TASK DETAILS
Everything from the line with "assert_eq!(f.cell_at(4, 0), None);" to the final line of the records should be reproduced word for word, with both of those lines kept.

EXTRACTED MATERIAL
/// Teleport pass: bricks resting on a teleport entry jump to its exit.

use crate::domain::cursor::Cursor;
use super::event::{EffectPreset, GameEvent, SoundCue};
use super::field::{CellKey, Field, Slot};
use super::switch;

/// Relocate every brick sitting on an enabled teleport entry whose exit is
/// free. Each binding is handled on its own; a disabled one is skipped.
pub fn run_teleports(field: &mut Field, cursor: &mut Cursor, events: &mut Vec<GameEvent>) {
    for i in 0..field.teleports.len() {
        let link = field.teleports[i];
        if !switch::is_enabled(field, link.sx, link.sy) {
            continue;
        }
        let Some(key) = field.brick_at(link.sx, link.sy) else {
            continue;
        };
        if !field.is_empty(link.dx, link.dy) {
            continue;
        }

        burst(field, key, events);

        field.set_slot(link.sx, link.sy, Slot::Empty);
        field.set_slot(link.dx, link.dy, Slot::Cell(key));
        let (px, py) = (field.cfg.pixel_x(link.dx), field.cfg.pixel_y(link.dy));
        let cell = &mut field.cells[key];
        cell.px = px;
        cell.py = py;
        cell.sx = link.dx;
        cell.sy = link.dy;
        cell.dx = link.dx;
        cell.dy = link.dy;

        if cursor.pointer_down {
            cell.cursor_lock = false;
        } else if cursor.lock && cursor.is_on(link.sx, link.sy) {
            cell.cursor_lock = true;
            cursor.follow_pixels(px, py);
            cursor.snap_to(link.dx, link.dy);
        }

        burst(field, key, events);
        events.push(GameEvent::Sound { cue: SoundCue::Teleported, px });
        tracing::trace!(from = ?(link.sx, link.sy), to = ?(link.dx, link.dy), "teleport");
    }
}

fn burst(field: &Field, key: CellKey, events: &mut Vec<GameEvent>) {
    let (px, py) = field.centre_of(&field.cells[key]);
    events.push(GameEvent::Effect { preset: EffectPreset::Color, px, py, count: 60, life: 350 });
    events.push(GameEvent::Effect { preset: EffectPreset::White, px, py, count: 30, life: 200 });
}

#[cfg(test)]
mod tests {
    use super::*;
    use crate::sim::field::field_from;
    use crate::sim::level::Link;

    fn link(sx: i32, sy: i32, dx: i32, dy: i32) -> Link {
        Link { sx, sy, dx, dy }
    }

    #[test]
    fn brick_jumps_to_free_exit() {
        //  a....
        let mut f = field_from(&["a...."]);
        f.teleports.push(link(0, 0, 4, 0));
        let key = f.cell_at(0, 0).unwrap();
        let mut events = Vec::new();
        run_teleports(&mut f, &mut Cursor::default(), &mut events);

        assert_eq!(f.cell_at(4, 0), Some(key));
        assert_eq!(f.slot(0, 0), Slot::Empty);
        let c = &f.cells[key];
        assert_eq!((c.sx, c.dx, c.px), (4, 4, 80));
        assert_eq!(events.iter().filter(|e| matches!(e, GameEvent::Effect { .. })).count(), 4);
        assert!(events.contains(&GameEvent::Sound { cue: SoundCue::Teleported, px: 80 }));
    }

    #[test]
    fn occupied_exit_blocks() {
        let mut f = field_from(&["a...b"]);
        f.teleports.push(link(0, 0, 4, 0));
        let mut events = Vec::new();
        run_teleports(&mut f, &mut Cursor::default(), &mut events);
        assert!(f.brick_at(0, 0).is_some());
        assert!(events.is_empty());
    }

    #[test]
    fn only_bricks_teleport() {
        let mut f = field_from(&["H...."]);
        f.teleports.push(link(0, 0, 4, 0));
        run_teleports(&mut f, &mut Cursor::default(), &mut Vec::new());
        assert_eq!(f.cell_at(4, 0), None);
    }

    #[test]
    fn disabled_binding_does_not_stop_the_others() {
        //  a.b..
        //  ##0##
        let mut f = field_from(&["a.b..", "##0##"]);
        f.teleports.push(link(0, 0, 1, 0));
        f.teleports.push(link(2, 0, 4, 0));
        f.switches = switch::SwitchBoard::new(vec![link(2, 1, 0, 0)]);
        run_teleports(&mut f, &mut Cursor::default(), &mut Vec::new());
        assert!(f.brick_at(0, 0).is_some(), "switched off");
        assert!(f.brick_at(4, 0).is_some(), "later binding still runs");
    }

    #[test]
    fn locked_cursor_travels_along() {
        let mut f = field_from(&["a...."]);
        f.teleports.push(link(0, 0, 4, 0));
        let mut cursor = Cursor { lock: true, ..Cursor::at(0, 0) };
        run_teleports(&mut f, &mut cursor, &mut Vec::new());
        assert_eq!((cursor.x, cursor.y), (4, 0));
        assert!(f.cells[f.cell_at(4, 0).unwrap()].cursor_lock);
    }

    #[test]
    fn pointer_drag_drops_lock() {
        let mut f = field_from(&["a...."]);
        f.teleports.push(link(0, 0, 4, 0));
        let key = f.cell_at(0, 0).unwrap();
        f.cells[key].cursor_lock = true;
        let mut cursor = Cursor { lock: true, pointer_down: true, ..Cursor::at(0, 0) };
        run_teleports(&mut f, &mut cursor, &mut Vec::new());
        assert!(!f.cells[key].cursor_lock);
        assert_eq!((cursor.x, cursor.y), (0, 0));
    }
}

REPLY TO THE TASK
        assert_eq!(f.cell_at(4, 0), None);
    }

    #[test]
    fn disabled_binding_does_not_stop_the_others() {
        //  a.b..
        //  ##0##
        let mut f = field_from(&["a.b..", "##0##"]);
        f.teleports.push(link(0, 0, 1, 0));
        f.teleports.push(link(2, 0, 4, 0));
        f.switches = switch::SwitchBoard::new(vec![link(2, 1, 0, 0)]);
        run_teleports(&mut f, &mut Cursor::default(), &mut Vec::new());
        assert!(f.brick_at(0, 0).is_some(), "switched off");
        assert!(f.brick_at(4, 0).is_some(), "later binding still runs");
    }

    #[test]
    fn locked_cursor_travels_along() {
        let mut f = field_from(&["a...."]);
        f.teleports.push(link(0, 0, 4, 0));
        let mut cursor = Cursor { lock: true, ..Cursor::at(0, 0) };
        run_teleports(&mut f, &mut cursor, &mut Vec::new());
        assert_eq!((cursor.x, cursor.y), (4, 0));
        assert!(f.cells[f.cell_at(4, 0).unwrap()].cursor_lock);
    }

    #[test]
    fn pointer_drag_drops_lock() {
        let mut f = field_from(&["a...."]);
        f.teleports.push(link(0, 0, 4, 0));
        let key = f.cell_at(0, 0).unwrap();
        f.cells[key].cursor_lock = true;
        let mut cursor = Cursor { lock: true, pointer_down: true, ..Cursor::at(0, 0) };
        run_teleports(&mut f, &mut cursor, &mut Vec::new());
        assert!(!f.cells[key].cursor_lock);
        assert_eq!((cursor.x, cursor.y), (0, 0));
    }
}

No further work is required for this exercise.